Given the hypothesis that capillary heterogeneity is a key element in oxygen delivery, we also computed the CV of these parameters. The CV represents the variations of each property within a capillary as a function of time. In Figure 2B, we show the CV of each parameter to explore the influence of AD and exercise on capillary heterogeneity. We observed significant variations in the velocity CV, flux CV, and hematocrit CV (see Figure 2B), while we did not find significant differences regarding the diameter CV in different groups. The velocity CV decreased significantly from the AD6 group (24.63 ± 1.92%) to the WT6 group (18.69 ± 1.33%, p = 0.049). The flux CV increased (p = 0.01) from the WT6 group (29.17 ± 1.25%) to the AD6 group (40.63 ± 2.13%) (see Figure 2B). Exercise trended to decrease the flux CV from AD6 to AD6&EX (35.50 ± 1.58%) (see Figure 2B). Finally, hematocrit CV increased from WT6 (14.65 ± 0.79%) to AD6 (20.95 ± 1.41%, p = 0.008), while exercise trended toward a reduction of the hematocrit CV from AD6 to AD6&EX (18.42 ± 1.08%, see Figure 2B).
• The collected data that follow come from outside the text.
//! Automatic spatial layout.
//!
//! Recomputes node positions from tree depth and sibling order. The walk is
//! a pure function of topology and expansion state: running it twice with
//! no structural change in between yields identical positions.

use std::collections::HashSet;
use std::f64::consts::TAU;

use crate::node::{NodeCollection, NodeId, Position};

use super::MutationError;

/// Fixed anchor the root is placed at.
pub const LAYOUT_ANCHOR: Position = Position::new(400.0, 50.0);

const VERTICAL_CHILD_SPACING: f64 = 150.0;
const VERTICAL_LEVEL_SPACING: f64 = 120.0;
const HORIZONTAL_CHILD_SPACING: f64 = 120.0;
const HORIZONTAL_LEVEL_SPACING: f64 = 200.0;
const RADIAL_DEPTH_STEP: f64 = 20.0;

/// Axis the tree grows along.
#[derive(Debug, Clone, Copy, PartialEq, Eq, Default)]
pub enum LayoutDirection {
    /// Children spread horizontally below their parent.
    #[default]
    Vertical,
    /// Children spread vertically to the right of their parent.
    Horizontal,
    /// Children sit on a circle around their parent, radius growing with
    /// depth.
    Radial,
}

impl LayoutDirection {
    pub fn label(self) -> &'static str {
        match self {
            LayoutDirection::Vertical => "vertical",
            LayoutDirection::Horizontal => "horizontal",
            LayoutDirection::Radial => "radial",
        }
    }
}

/// Recomputes `position` for the root and every node reachable through
/// expanded containers. Collapsed subtrees keep their prior positions —
/// they are hidden anyway, and skipping them avoids churn when the user
/// expands them again.
pub fn auto_layout(
    col: &NodeCollection,
    direction: LayoutDirection,
) -> Result<NodeCollection, MutationError> {
    let root = col.root_id().ok_or(MutationError::MissingRoot)?;
    let mut next = col.clone();
    let mut placed = HashSet::new();
    place(&mut next, root, LAYOUT_ANCHOR, 0, direction, &mut placed);
    Ok(next)
}

fn place(
    col: &mut NodeCollection,
    id: NodeId,
    position: Position,
    level: usize,
    direction: LayoutDirection,
    placed: &mut HashSet<NodeId>,
) {
    // Guard against corrupt link cycles; each node is placed once.
    if !placed.insert(id) {
        return;
    }
    let children = {
        let Some(node) = col.get_mut(id) else {
            return;
        };
        node.position = position;
        if !node.expanded || node.children.is_empty() {
            return;
        }
        node.children.clone()
    };

    let (child_spacing, level_spacing) = match direction {
        LayoutDirection::Horizontal => (HORIZONTAL_CHILD_SPACING, HORIZONTAL_LEVEL_SPACING),
        _ => (VERTICAL_CHILD_SPACING, VERTICAL_LEVEL_SPACING),
    };
    let count = children.len() as f64;

    for (index, child) in children.into_iter().enumerate() {
        let i = index as f64;
        let child_position = match direction {
            LayoutDirection::Horizontal => Position::new(
                position.x + level_spacing,
                position.y + (i - count / 2.0) * child_spacing,
            ),
            LayoutDirection::Vertical => Position::new(
                position.x + (i - count / 2.0) * child_spacing,
                position.y + level_spacing,
            ),
            LayoutDirection::Radial => {
                let angle = i / count * TAU;
                let radius = level_spacing + level as f64 * RADIAL_DEPTH_STEP;
                Position::new(
                    position.x + angle.cos() * radius,
                    position.y + angle.sin() * radius,
                )
            }
        };
        place(col, child, child_position, level + 1, direction, placed);
    }
}

// ── Tests ─────────────────────────────────────────────────────────────────
//! json-canvas — document tree engine for a visual JSON editor.
//!
//! Represents an arbitrary JSON document as an editable node tree (and as a
//! node/edge graph for canvas rendering), keeps a textual JSON view in sync
//! with that tree, and supports structural editing with undo/redo and
//! automatic spatial layout.
//!
//! # Module layout
//!
//! | Module | Contents |
//! |--------|----------|
//! [`node`] | node model: [`NodeId`], [`NodeKind`], [`Node`], [`NodeCollection`] |
//! [`codec`] | JSON text ⇄ node tree conversion, format/minify, size audit |
//! [`tree`] | structural mutations, auto-layout, invariant diagnostics |
//! [`path`] | breadcrumb paths and path → node resolution |
//! [`graph`] | derived parent→child edge projection for the canvas layer |
//! [`history`] | snapshot history with linear undo/redo |
//! [`store`] | [`DocumentStore`] coordinator with change notification |

pub mod codec;
pub mod graph;
pub mod history;
pub mod node;
pub mod path;
pub mod store;
pub mod tree;

pub use node::{Node, NodeCollection, NodeEdit, NodeId, NodeKind, Position};
pub use store::{DocumentStore, Operation, SubscriptionId};
pub use tree::LayoutDirection;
Taken together, the capillary velocity flux and hematocrit were reduced with AD, associated with increased variations over time, while exercise regularized parameters toward values found in WT mice. Capillary diameter was the exception to this. Given the increased heterogeneity in RBC velocity, RBC flux, and hematocrit with AD, we also analyzed the variations of these properties as a function of branch order of capillaries to explore how they varied from the upstream to the downstream segments. The results of this analysis are provided in the Appendix.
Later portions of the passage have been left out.